In 1657, he rejoined the Imperial troops fighting in the Second Northern War, campaigning extensively in Poland, Prussia, Schleswig, Jutland and Pomerania. In 1661, he took part in a failed military expedition against the Turks in Transylvania. The 1663 Turkish invasion of Imperial Hungary sparked the Austro-Turkish War (1663–1664). The charge conducted by his cavalrymen at the Battle of Saint Gotthard (1664) on 6 August, gained the praise of the emperor Leopold I who assigned him the command of the sum of the Imperial cavalry and made him an Imperial Count. Six years later he was promoted to generalfeldmarschall and sent to Hungary, where he suppressed an uprising organized by the Hungarian magnates. He returned to Hungary in 1672, where he headed the bloody pacification of areas which were previously overtaken by bandits.

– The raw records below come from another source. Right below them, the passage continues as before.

//! Scene - component lifecycle runtime for Maquette.
//!
//! # Name Origin
//!
//! The "scène" is the stage a maquette is presented on. This crate is
//! where the other pieces come together into a running component tree: a
//! [`Stage`] drives renders through the template parser, files every live
//! instance in its [`Registry`], reconciles declared children against
//! mounted ones, and delivers deferred lifecycle notices and store updates
//! to component hooks.
//!
//! # Example
//!
//! ```
//! use compact_str::CompactString;
//! use maquette_scene::{Blueprint, ChildDecls, Component, Props, Stage};
//! use maquette_toile::HeadlessSurface;
//!
//! struct Badge;
//!
//! impl Component for Badge {
//!     fn template(&self) -> CompactString {
//!         "<span>${label}</span>".into()
//!     }
//! }
//!
//! impl Blueprint for Badge {
//!     const KIND: &'static str = "Badge";
//!
//!     fn assemble(_props: Props, _children: ChildDecls) -> Self {
//!         Badge
//!     }
//! }
//!
//! let mut stage = Stage::new(HeadlessSurface::new());
//! let badge = stage
//!     .mount::<Badge>(Props::new().with("label", "New"), ChildDecls::new())
//!     .unwrap();
//! stage.flush().unwrap();
//! assert_eq!(stage.surface().root_content(), "<span>New</span>");
//!
//! stage.destroy(&badge);
//! assert!(stage.registry().is_empty());
//! ```

pub mod component;
pub mod error;
pub mod instance;
pub mod registry;
pub mod schedule;
pub mod snapshot;
pub mod stage;

pub use component::{
    Blueprint, Callback, ChildDecl, ChildDecls, ChildSlot, Component, Prop, Props, StoreEvent,
    SurfaceEvent,
};
pub use error::SceneError;
pub use instance::{Instance, Phase};
pub use registry::{Entry, Registry};
pub use schedule::{Notice, Schedule, Task};
pub use snapshot::instance_snapshot;
pub use stage::{Cx, Stage};
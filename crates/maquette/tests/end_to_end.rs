//! One small app exercised end to end through the umbrella paths.

use maquette::reserve::StoreScope;
use maquette::scene::{
    Blueprint, ChildDecl, ChildDecls, Component, Cx, Props, Stage, StoreEvent,
};
use maquette::socle::CompactString;
use maquette::toile::HeadlessSurface;
use serde_json::json;

struct ProfileCard;

impl Component for ProfileCard {
    fn template(&self) -> CompactString {
        "<article><h1>${name}</h1>${badge}</article>".into()
    }
}

impl Blueprint for ProfileCard {
    const KIND: &'static str = "ProfileCard";

    fn assemble(_props: Props, _children: ChildDecls) -> Self {
        ProfileCard
    }
}

/// Mirrors the session's `status` entry into its own markup.
struct StatusBadge;

impl Component for StatusBadge {
    fn template(&self) -> CompactString {
        "<em>${status}</em>".into()
    }

    fn on_mounted(&mut self, cx: &mut Cx<'_>) {
        cx.watch("status_changed", "session", "status");
    }

    fn on_store_update(&mut self, _update: &StoreEvent, cx: &mut Cx<'_>) {
        if let Ok(status) = cx.load("session", Some("status")) {
            if let Some(text) = status.as_str() {
                cx.set_prop("status", text);
            }
        }
    }
}

impl Blueprint for StatusBadge {
    const KIND: &'static str = "StatusBadge";

    fn assemble(_props: Props, _children: ChildDecls) -> Self {
        StatusBadge
    }
}

#[test]
fn a_small_app_renders_reacts_and_tears_down() {
    let mut stage = Stage::new(HeadlessSurface::new());
    stage.create_store("session", StoreScope::Session).unwrap();

    let card = stage
        .mount::<ProfileCard>(
            Props::new().with("name", "Ada"),
            ChildDecls::new()
                .with("badge", ChildDecl::of::<StatusBadge>().with_prop("status", "offline")),
        )
        .unwrap();
    stage.flush().unwrap();
    insta::assert_snapshot!(
        stage.surface().root_content(),
        @"<article><h1>Ada</h1><em>offline</em></article>"
    );

    stage.save("session", "status", json!("online")).unwrap();
    stage.flush().unwrap();
    insta::assert_snapshot!(
        stage.surface().root_content(),
        @"<article><h1>Ada</h1><em>online</em></article>"
    );

    stage.destroy(&card);
    assert!(stage.registry().is_empty());
    assert_eq!(stage.surface().container_count(), 0);
    assert_eq!(stage.surface().binding_count(), 0);
}
//! redb-backed host status persistence.
//!
//! Rows are JSON-serialized `HostRecord`s in the `hosts` table. The store
//! supports both on-disk and in-memory backends (the latter for testing).

use std::path::Path;
use std::sync::Arc;

use redb::{Database, ReadableDatabase, ReadableTable, ReadableTableMetadata, TableError};
use tracing::{debug, info};

use hostcheck_core::UpsertMode;

use crate::error::{StateError, StateResult, map_err};
use crate::tables::*;
use crate::types::*;
use crate::upsert::{SchemaLayout, UpsertOutcome, UpsertStrategy, decode};

/// Options applied when opening a store.
#[derive(Debug, Clone, Copy, Default)]
pub struct StoreOptions {
    pub upsert: UpsertMode,
}

/// Thread-safe host status store backed by redb.
#[derive(Clone)]
pub struct StateStore {
    db: Arc<Database>,
    strategy: UpsertStrategy,
    layout: SchemaLayout,
}

impl std::fmt::Debug for StateStore {
    fn fmt(&self, f: &mut std::fmt::Formatter<'_>) -> std::fmt::Result {
        f.debug_struct("StateStore")
            .field("strategy", &self.strategy)
            .field("layout", &self.layout)
            .finish()
    }
}

impl StateStore {
    /// Open (or create) a persistent store at the given path.
    pub fn open(path: &Path) -> StateResult<Self> {
        Self::open_with(path, StoreOptions::default())
    }

    pub fn open_with(path: &Path, options: StoreOptions) -> StateResult<Self> {
        let db = Database::create(path).map_err(map_err!(Open))?;
        let store = Self::init(db, options)?;
        debug!(?path, strategy = ?store.strategy, "state store opened");
        Ok(store)
    }

    /// Create an ephemeral in-memory store (for testing).
    pub fn open_in_memory() -> StateResult<Self> {
        Self::open_in_memory_with(StoreOptions::default())
    }

    pub fn open_in_memory_with(options: StoreOptions) -> StateResult<Self> {
        let backend = redb::backends::InMemoryBackend::new();
        let db = Database::builder()
            .create_with_backend(backend)
            .map_err(map_err!(Open))?;
        let store = Self::init(db, options)?;
        debug!(strategy = ?store.strategy, "in-memory state store opened");
        Ok(store)
    }

    fn init(db: Database, options: StoreOptions) -> StateResult<Self> {
        let layout = detect_layout(&db)?;
        if layout == SchemaLayout::Fresh {
            create_tables(&db)?;
        }
        let strategy = UpsertStrategy::select(options.upsert, layout);
        if let SchemaLayout::Legacy { version } = layout {
            info!(?version, ?strategy, "legacy store layout detected");
        }
        Ok(Self {
            db: Arc::new(db),
            strategy,
            layout,
        })
    }

    /// Upsert strategy selected when the store was opened.
    pub fn strategy(&self) -> UpsertStrategy {
        self.strategy
    }

    /// Layout found on disk when the store was opened.
    pub fn layout(&self) -> SchemaLayout {
        self.layout
    }

    // ── Hosts ──────────────────────────────────────────────────────

    /// Insert a host row or refresh an existing one, keeping its `added` time.
    pub fn upsert_host(&self, record: &StatusRecord) -> StateResult<UpsertOutcome> {
        self.strategy.apply(&self.db, record)
    }

    /// Get the row for a hostname.
    pub fn get_host(&self, hostname: &str) -> StateResult<Option<HostRecord>> {
        let txn = self.db.begin_read().map_err(map_err!(Transaction))?;
        let table = txn.open_table(HOSTS).map_err(map_err!(Table))?;
        match table.get(hostname).map_err(map_err!(Read))? {
            Some(guard) => Ok(Some(decode(guard.value())?)),
            None => Ok(None),
        }
    }

    /// List all rows, ordered by hostname.
    pub fn list_hosts(&self) -> StateResult<Vec<HostRecord>> {
        let txn = self.db.begin_read().map_err(map_err!(Transaction))?;
        let table = txn.open_table(HOSTS).map_err(map_err!(Table))?;
        let mut results = Vec::new();
        for entry in table.iter().map_err(map_err!(Read))? {
            let (_, value) = entry.map_err(map_err!(Read))?;
            results.push(decode(value.value())?);
        }
        Ok(results)
    }

    pub fn count_hosts(&self) -> StateResult<u64> {
        let txn = self.db.begin_read().map_err(map_err!(Transaction))?;
        let table = txn.open_table(HOSTS).map_err(map_err!(Table))?;
        table.len().map_err(map_err!(Read))
    }
}

/// Inspect the tables present to tell a fresh, legacy or current store apart.
fn detect_layout(db: &Database) -> StateResult<SchemaLayout> {
    let txn = db.begin_read().map_err(map_err!(Transaction))?;
    match txn.open_table(HOSTS) {
        Ok(_) => {}
        Err(TableError::TableDoesNotExist(_)) => return Ok(SchemaLayout::Fresh),
        Err(e) => return Err(StateError::Table(e.to_string())),
    }
    let version = match txn.open_table(META) {
        Ok(meta) => {
            let version = meta
                .get(SCHEMA_VERSION_KEY)
                .map_err(map_err!(Read))?
                .map(|guard| guard.value());
            version
        }
        Err(TableError::TableDoesNotExist(_)) => None,
        Err(e) => return Err(StateError::Table(e.to_string())),
    };
    Ok(match version {
        Some(version) if version >= SCHEMA_VERSION => SchemaLayout::Current { version },
        version => SchemaLayout::Legacy { version },
    })
}

fn create_tables(db: &Database) -> StateResult<()> {
    let txn = db.begin_write().map_err(map_err!(Transaction))?;
    {
        // Opening a table in a write transaction creates it if absent.
        txn.open_table(HOSTS).map_err(map_err!(Table))?;
        let mut meta = txn.open_table(META).map_err(map_err!(Table))?;
        meta.insert(SCHEMA_VERSION_KEY, SCHEMA_VERSION)
            .map_err(map_err!(Write))?;
    }
    txn.commit().map_err(map_err!(Transaction))?;
    Ok(())
}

In the meantime the empire had become embroidered in the Franco-Dutch War. In the summer of 1673, troops under the command of Sporck and Raimondo Montecuccoli marched to the Rhine where they besieged Bonn, repelling a relief attempt by French marshal Turenne. After wintering in Westphalia, he participated in the 1674 campaign in Belgium, taking Dinant, Chimay and Huy. In April 1675, he returned to the Upper Rhine and united his army with that of Montecuccoli. He retired in February 1676 due to old age. Sporck died in his Bohemian castle Hermanmester on 6 August 1679. Chavangac describes him as a master of light cavalry tactics, whose personal bravery led to the creation of exaggerated tales about his exploits. By the end of his life he had accumulated estates worth of 3 million thalers and had an annual income of 50,000 more.

==Family==
In 1639, he married Freifrau Anna Margaretha von Linsingen who owned estates in Lower Hesse; their marriage produced one daughter, his first wife and child had died by 1657. In 1660, he married Freifrau Eleonore Marie Katharine von Fineck whom he had met during his campaigns in the Second Northern War. Their eldest son Franz Anton von Sporck (died in 1738) was a publisher of christian devotional literature and a patron of fine arts, while his younger son continued his family's line of von Sporck. Sporck had also brought his younger brother's sons to Austria where he endowed them with money and bestowed upon them the Freiherr title of nobility.